Problem to solve: I would like every record printed again, exactly as shown.

(Beginning of The records)

//! Monotonic microsecond source shared by the edge and polling contexts.

/// Wrapping 32-bit microsecond timestamp, as latched by the capture hardware.
pub type TimestampMicros = u32;

/// Trait implemented by platform clocks that timestamp tooth edges.
///
/// Implementations must be readable from interrupt context and wrap at
/// `u32::MAX`; every consumer uses wrapping subtraction.
pub trait ToothClock {
    /// Returns the current time in microseconds.
    fn now_micros(&self) -> TimestampMicros;
}

/// Returns `later - earlier`, or `None` when `later` was sampled before `earlier`.
///
/// Intervals longer than half the counter range are indistinguishable from a
/// clock read that raced a newer edge, so they are reported as `None`.
#[must_use]
pub const fn elapsed_since(later: TimestampMicros, earlier: TimestampMicros) -> Option<u32> {
    let delta = later.wrapping_sub(earlier);
    if delta > i32::MAX as u32 {
        None
    } else {
        Some(delta)
    }
}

(End of The records)

Problem solution:
//! Monotonic microsecond source shared by the edge and polling contexts.

/// Wrapping 32-bit microsecond timestamp, as latched by the capture hardware.
pub type TimestampMicros = u32;

/// Trait implemented by platform clocks that timestamp tooth edges.
///
/// Implementations must be readable from interrupt context and wrap at
/// `u32::MAX`; every consumer uses wrapping subtraction.
pub trait ToothClock {
    /// Returns the current time in microseconds.
    fn now_micros(&self) -> TimestampMicros;
}

/// Returns `later - earlier`, or `None` when `later` was sampled before `earlier`.
///
/// Intervals longer than half the counter range are indistinguishable from a
/// clock read that raced a newer edge, so they are reported as `None`.
#[must_use]
pub const fn elapsed_since(later: TimestampMicros, earlier: TimestampMicros) -> Option<u32> {
    let delta = later.wrapping_sub(earlier);
    if delta > i32::MAX as u32 {
        None
    } else {
        Some(delta)
    }
}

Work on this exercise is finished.